12.  Le 30 mars 1983, M. Berrehab fut licencié par son employeur avec effet du 15 avril. En outre, il fut arrêté le 28 décembre 1983 en vue de son expulsion. Il introduisit devant le président du tribunal d’arrondissement d’Amsterdam un recours en référé, mais il le retira peu après que la mesure attaquée eut reçu exécution le 5 janvier 1984; le 18 janvier, le président du tribunal en conclut qu’il n’y avait pas lieu de statuer.

En 1984, Rebecca et sa mère passèrent deux mois au Maroc auprès de M. Berrehab et de sa famille; le 28 août 1984, ce dernier sollicita de son côté, auprès de l’ambassade des Pays-Bas à Rabat, une autorisation de séjour d’une durée de trois mois. Après un premier refus, il obtint un visa d’un mois destiné à faciliter l’exercice de son droit de visite. Il se rendit ainsi le 27 mai 1985 aux Pays-Bas où il demanda la prolongation de son visa jusqu’au 27 août suivant. Ayant essuyé un refus le 6 juin, il interjeta devant le Conseil d’État un appel doublé d’un recours en référé. Saisi de ce dernier, le président de la section du contentieux décida, le 20 juin, qu’il fallait traiter l’intéressé - sous réserve d’une condition dépourvue d’importance aux fins du présent arrêt - comme s’il se trouvait en possession d’un visa valable jusqu’au 27 août.

13.  Le 14 août 1985, à Amsterdam, M. Berrehab contracta un nouveau mariage avec Mme Koster.
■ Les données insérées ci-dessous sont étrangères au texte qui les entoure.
use crate::report::{EquityPoint, PerformanceReport};
use core_types::Trade;

/// A stateless calculator for deriving performance metrics from a trade sequence.
#[derive(Debug, Default, Clone, Copy)]
pub struct AnalyticsEngine {}

struct Profitability {
    total_wins: usize,
    total_losses: usize,
    win_rate: f64,
    avg_win: f64,
    avg_loss: f64,
    profit_factor: f64,
    largest_win: f64,
    largest_loss: f64,
}

struct Streaks {
    max_win: usize,
    max_loss: usize,
}

impl AnalyticsEngine {
    pub fn new() -> Self {
        Self::default()
    }

    /// The main entry point for calculating performance metrics.
    ///
    /// # Arguments
    ///
    /// * `trades` - The trade sequence, in the order the metrics should walk it.
    ///
    /// # Returns
    ///
    /// `None` for an empty sequence: there are no statistics to report, which
    /// is different from a report full of zeros.
    pub fn calculate(&self, trades: &[Trade]) -> Option<PerformanceReport> {
        if trades.is_empty() {
            return None;
        }

        let profitability = self.calculate_profitability(trades);
        let equity_curve = self.calculate_equity_curve(trades);
        let streaks = self.calculate_streaks(trades);
        let avg_duration = self.calculate_avg_duration(trades);

        // Summed in the same order as the curve, so the two always agree.
        let total_pnl = equity_curve.last().map_or(0.0, |point| point.pnl);

        Some(PerformanceReport {
            total_trades: trades.len(),
            total_wins: profitability.total_wins,
            total_losses: profitability.total_losses,
            win_rate: profitability.win_rate,
            total_pnl,
            avg_win: profitability.avg_win,
            avg_loss: profitability.avg_loss,
            profit_factor: profitability.profit_factor,
            largest_win: profitability.largest_win,
            largest_loss: profitability.largest_loss,
            avg_duration,
            equity_curve,
            max_win_streak: streaks.max_win,
            max_loss_streak: streaks.max_loss,
        })
    }

    /// Calculates the win/loss split and the per-subset averages and extremes.
    fn calculate_profitability(&self, trades: &[Trade]) -> Profitability {
        let wins: Vec<f64> = trades.iter().filter(|t| t.is_win()).map(|t| t.pnl).collect();
        let losses: Vec<f64> = trades.iter().filter(|t| t.is_loss()).map(|t| t.pnl).collect();

        let avg_win = mean(&wins);
        let avg_loss = mean(&losses);

        let profit_factor = if avg_loss != 0.0 {
            (avg_win / avg_loss).abs()
        } else {
            0.0
        };

        let largest_win = if wins.is_empty() {
            0.0
        } else {
            wins.iter().copied().fold(f64::NEG_INFINITY, f64::max)
        };
        let largest_loss = if losses.is_empty() {
            0.0
        } else {
            losses.iter().copied().fold(f64::INFINITY, f64::min)
        };

        Profitability {
            total_wins: wins.len(),
            total_losses: losses.len(),
            win_rate: 100.0 * wins.len() as f64 / trades.len() as f64,
            avg_win,
            avg_loss,
            profit_factor,
            largest_win,
            largest_loss,
        }
    }

    /// Cumulative P&L after each trade, in sequence order.
    fn calculate_equity_curve(&self, trades: &[Trade]) -> Vec<EquityPoint> {
        trades
            .iter()
            .enumerate()
            .scan(0.0_f64, |cumulative, (i, trade)| {
                *cumulative += trade.pnl;
                Some(EquityPoint {
                    trade: i + 1,
                    pnl: *cumulative,
                })
            })
            .collect()
    }

    /// Longest runs of winners and of non-winners, walking the trades in the given order.
    ///
    /// Anything that is not a strict win (scratches and NaN included) extends a losing run.
    fn calculate_streaks(&self, trades: &[Trade]) -> Streaks {
        let mut streaks = Streaks {
            max_win: 0,
            max_loss: 0,
        };
        let mut current = 0;
        let mut on_win_run: Option<bool> = None;

        for trade in trades {
            let won = trade.is_win();
            current = if on_win_run == Some(won) { current + 1 } else { 1 };
            on_win_run = Some(won);

            if won {
                streaks.max_win = streaks.max_win.max(current);
            } else {
                streaks.max_loss = streaks.max_loss.max(current);
            }
        }

        streaks
    }

    fn calculate_avg_duration(&self, trades: &[Trade]) -> f64 {
        let total: f64 = trades.iter().map(|t| t.duration_ms as f64).sum();
        total / trades.len() as f64
    }
}

fn mean(values: &[f64]) -> f64 {
    if values.is_empty() {
        return 0.0;
    }
    values.iter().sum::<f64>() / values.len() as f64
}

#[cfg(test)]
mod tests {
    use super::*;
    use core_types::{Leg, TradeSide};

    fn trade(pnl: f64) -> Trade {
        trade_with_duration(pnl, 0)
    }

    fn trade_with_duration(pnl: f64, duration_ms: u64) -> Trade {
        Trade::round_trip(
            TradeSide::Buy,
            Leg::new("2024-01-02 09:30:00", 100.0),
            Leg::new("2024-01-02 10:00:00", 100.0 + pnl),
            1.0,
            pnl,
            duration_ms,
        )
    }

    fn report(pnls: &[f64]) -> PerformanceReport {
        let trades: Vec<Trade> = pnls.iter().copied().map(trade).collect();
        AnalyticsEngine::new().calculate(&trades).unwrap()
    }

    #[test]
    fn empty_sequence_has_no_statistics() {
        assert!(AnalyticsEngine::new().calculate(&[]).is_none());
    }

    #[test]
    fn mixed_sequence() {
        let r = report(&[100.0, -50.0, 200.0, -25.0, 0.0]);

        assert_eq!(r.total_trades, 5);
        assert_eq!(r.total_wins, 2);
        assert_eq!(r.total_losses, 2);
        assert_eq!(r.win_rate, 40.0);
        assert_eq!(r.total_pnl, 225.0);
        assert_eq!(r.avg_win, 150.0);
        assert_eq!(r.avg_loss, -37.5);
        assert_eq!(r.profit_factor, 4.0);
        assert_eq!(r.largest_win, 200.0);
        assert_eq!(r.largest_loss, -50.0);
    }

    #[test]
    fn equity_curve_is_one_based_and_cumulative() {
        let r = report(&[10.0, -4.0, 6.0]);
        let curve: Vec<(usize, f64)> = r.equity_curve.iter().map(|p| (p.trade, p.pnl)).collect();
        assert_eq!(curve, vec![(1, 10.0), (2, 6.0), (3, 12.0)]);
        assert_eq!(r.final_equity(), Some(r.total_pnl));
    }

    #[test]
    fn profit_factor_is_zero_without_losses() {
        let r = report(&[10.0, 20.0]);
        assert_eq!(r.avg_loss, 0.0);
        assert_eq!(r.profit_factor, 0.0);
        assert_eq!(r.largest_loss, 0.0);
        assert_eq!(r.win_rate, 100.0);
    }

    #[test]
    fn all_losses() {
        let r = report(&[-10.0, -30.0]);
        assert_eq!(r.total_wins, 0);
        assert_eq!(r.avg_win, 0.0);
        assert_eq!(r.largest_win, 0.0);
        assert_eq!(r.profit_factor, 0.0);
        assert_eq!(r.largest_loss, -30.0);
        assert_eq!(r.max_loss_streak, 2);
    }

    #[test]
    fn single_trade() {
        let r = report(&[42.0]);
        assert_eq!(r.total_trades, 1);
        assert_eq!(r.win_rate, 100.0);
        assert_eq!(r.max_win_streak, 1);
        assert_eq!(r.max_loss_streak, 0);
        assert_eq!(r.equity_curve.len(), 1);
    }

    #[test]
    fn streaks_follow_sequence_order() {
        let r = report(&[1.0, 1.0, -1.0, 1.0, 1.0, 1.0, -1.0, -1.0]);
        assert_eq!(r.max_win_streak, 3);
        assert_eq!(r.max_loss_streak, 2);
    }

    #[test]
    fn scratch_extends_losing_streak_but_not_loss_count() {
        let r = report(&[-5.0, 0.0, 0.0, 3.0]);
        assert_eq!(r.max_loss_streak, 3);
        assert_eq!(r.total_losses, 1);
        assert_eq!(r.avg_loss, -5.0);
        assert_eq!(r.largest_loss, -5.0);
        assert_eq!(r.win_rate, 25.0);
    }

    #[test]
    fn nan_pnl_propagates_into_totals() {
        let r = report(&[10.0, f64::NAN, -5.0]);
        assert!(r.total_pnl.is_nan());
        assert!(r.final_equity().unwrap().is_nan());
        // NaN is neither a win nor a loss, so the subset metrics stay finite.
        assert_eq!(r.total_wins, 1);
        assert_eq!(r.total_losses, 1);
        assert_eq!(r.avg_win, 10.0);
        assert_eq!(r.max_loss_streak, 2);
    }

    #[test]
    fn average_duration_covers_all_trades() {
        let trades = vec![
            trade_with_duration(1.0, 60_000),
            trade_with_duration(-1.0, 0),
            trade_with_duration(0.0, 30_000),
        ];
        let r = AnalyticsEngine::new().calculate(&trades).unwrap();
        assert_eq!(r.avg_duration, 30_000.0);
    }

    #[test]
    fn win_rate_scales_before_dividing() {
        // 14 of 27: dividing first lands one ulp below 100 * 14 / 27.
        let pnls: Vec<f64> = (0..27).map(|i| if i < 14 { 1.0 } else { -1.0 }).collect();
        let stats = report(&pnls);
        assert_eq!(stats.total_wins, 14);
        assert_eq!(stats.win_rate, 100.0 * 14.0 / 27.0);
        assert_eq!(stats.win_rate, 51.851851851851855);
    }

    #[test]
    fn calculation_is_repeatable() {
        let trades: Vec<Trade> = [0.1, 0.2, -0.3, 0.7].into_iter().map(trade).collect();
        let engine = AnalyticsEngine::new();
        let first = engine.calculate(&trades).unwrap();
        let second = engine.calculate(&trades).unwrap();
        assert_eq!(first.total_pnl.to_bits(), second.total_pnl.to_bits());
        assert_eq!(first, second);
    }
}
Le 9 décembre 1985, le ministère de la Justice lui accorda l’autorisation - demandée par lui le 29 août - de séjourner aux Pays-Bas afin d’y "résider avec son épouse néerlandaise" et d’y "travailler pendant ce temps".
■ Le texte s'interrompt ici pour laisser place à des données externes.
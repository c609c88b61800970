use crate::error::ConfigError;
use crate::settings::LoggingSettings;
use tracing_appender::non_blocking::WorkerGuard;
use tracing_subscriber::EnvFilter;

/// Installs the global tracing subscriber.
///
/// `RUST_LOG` wins over the configured level. With a log directory configured, output goes to a
/// daily rolling file and the returned guard must be held until exit so buffered lines are flushed.
pub fn init_tracing(settings: &LoggingSettings) -> Result<Option<WorkerGuard>, ConfigError> {
    let filter = match EnvFilter::try_from_default_env() {
        Ok(filter) => filter,
        Err(_) => EnvFilter::try_new(&settings.level)
            .map_err(|e| ConfigError::LoggingError(format!("bad level '{}': {e}", settings.level)))?,
    };

    match &settings.directory {
        Some(directory) => {
            std::fs::create_dir_all(directory)
                .map_err(|e| ConfigError::LoggingError(format!("{}: {e}", directory.display())))?;
            let appender = tracing_appender::rolling::daily(directory, &settings.file_prefix);
            let (writer, guard) = tracing_appender::non_blocking(appender);

            tracing_subscriber::fmt()
                .with_env_filter(filter)
                .with_writer(writer)
                .with_ansi(false)
                .try_init()
                .map_err(|e| ConfigError::LoggingError(e.to_string()))?;
            Ok(Some(guard))
        }
        None => {
            tracing_subscriber::fmt()
                .with_env_filter(filter)
                .with_writer(std::io::stderr)
                .with_target(false)
                .compact()
                .try_init()
                .map_err(|e| ConfigError::LoggingError(e.to_string()))?;
            Ok(None)
        }
    }
}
II. LA LÉGISLATION, LA PRATIQUE ET LA JURISPRUDENCE PERTINENTES

A. Le cadre général de la politique néerlandaise en matière d’immigration

14.  En matière d’immigration, les autorités néerlandaises mènent une politique restrictive. Elles ménagent pourtant des exceptions dictées notamment par la volonté de respecter les obligations découlant de la Convention, par le bien-être économique du pays et par des raisons humanitaires, dont l’intérêt qui s’attache à la réunion des familles.

Les conditions d’entrée et d’expulsion des étrangers se trouvent définies surtout dans la loi de 1965 et ses décrets d’application. A ces normes juridiques s’ajoute la "circulaire sur les étrangers" (Vreemdelingencirculaire), ensemble de directives établies et publiées par le ministre de la Justice.
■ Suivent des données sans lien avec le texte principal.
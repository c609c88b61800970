//! Recognizes which platform produced an export from its text alone.
//!
//! Detection is an ordered rule table. Rules are evaluated top to bottom and
//! the first match wins; several exports satisfy more than one weak signal, so
//! the order is part of the contract.

use crate::fields::non_empty_lines;
use core_types::PlatformFormat;

/// Phrase TradingView writes on every fill line of its strategy log.
pub const EXECUTION_PHRASE: &str = "has been executed at price";

/// Pre-computed views of the export the rules look at.
#[derive(Debug)]
pub struct Probe<'a> {
    lowered: String,
    first_line: Option<String>,
    second_line: Option<&'a str>,
}

impl<'a> Probe<'a> {
    pub fn new(text: &'a str) -> Self {
        let mut lines = non_empty_lines(text);
        let first_line = lines.next().map(str::to_lowercase);
        let second_line = lines.next();
        Self {
            lowered: text.to_lowercase(),
            first_line,
            second_line,
        }
    }

    fn first_line_has_all(&self, markers: &[&str]) -> bool {
        self.first_line
            .as_deref()
            .is_some_and(|line| markers.iter().all(|m| line.contains(m)))
    }
}

/// One predicate and the format it identifies.
pub struct DetectionRule {
    pub name: &'static str,
    pub format: PlatformFormat,
    pub matches: fn(&Probe<'_>) -> bool,
}

fn statement_sections(probe: &Probe<'_>) -> bool {
    probe.lowered.contains("account statement") && probe.lowered.contains("account trade history")
}

fn performance_header(probe: &Probe<'_>) -> bool {
    probe.first_line_has_all(&["symbol", "buyprice", "sellprice", "pnl", "boughttimestamp"])
}

fn time_text_header(probe: &Probe<'_>) -> bool {
    probe.first_line_has_all(&["time", "text"])
}

fn narrative_fill_line(probe: &Probe<'_>) -> bool {
    probe
        .second_line
        .is_some_and(|line| line.contains(EXECUTION_PHRASE))
}

pub const RULES: [DetectionRule; 4] = [
    DetectionRule {
        name: "statement-sections",
        format: PlatformFormat::ThinkOrSwim,
        matches: statement_sections,
    },
    DetectionRule {
        name: "performance-header",
        format: PlatformFormat::Tradovate,
        matches: performance_header,
    },
    DetectionRule {
        name: "time-text-header",
        format: PlatformFormat::TradingView,
        matches: time_text_header,
    },
    DetectionRule {
        name: "narrative-fill-line",
        format: PlatformFormat::TradingView,
        matches: narrative_fill_line,
    },
];

/// Returns the format of `text`, or `None` when no rule matches.
pub fn detect_format(text: &str) -> Option<PlatformFormat> {
    let probe = Probe::new(text);
    let rule = RULES.iter().find(|rule| (rule.matches)(&probe))?;
    tracing::debug!(rule = rule.name, format = %rule.format, "Export format detected.");
    Some(rule.format)
}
Le droit de séjour obéit ainsi, en principe, aux articles 8 à 11 de cette loi. Un séjour prolongé requiert une autorisation accordée par le ministre de la Justice ou par un organe agissant sous son contrôle. Un refus doit être motivé; il peut donner lieu à un recours auprès du ministre de la Justice puis, au besoin, devant le Conseil d’État. La demande n’est en général accueillie - habituellement pour un an - que si la présence du candidat sert un intérêt national essentiel ou si une telle mesure s’impose pour des raisons humanitaires.

Les étrangers mariés à un(e) Néerlandais(e) relèvent de cette dernière catégorie: ils peuvent obtenir un permis de séjour "pour résider avec leur conjoint" aux Pays-Bas et, le cas échéant, "pour y travailler pendant ce temps".

B. L’évolution de cette politique

15.  Cette politique a toutefois évolué au fil des ans. Au début, les étrangers venant vivre avec leur mari ou leur femme se voyaient consentir le statut de résident, avec un permis de séjour conditionnel. Ce statut disparaissait en cas de dissolution du mariage qui en avait justifié l’octroi; l’étranger devait alors quitter le pays.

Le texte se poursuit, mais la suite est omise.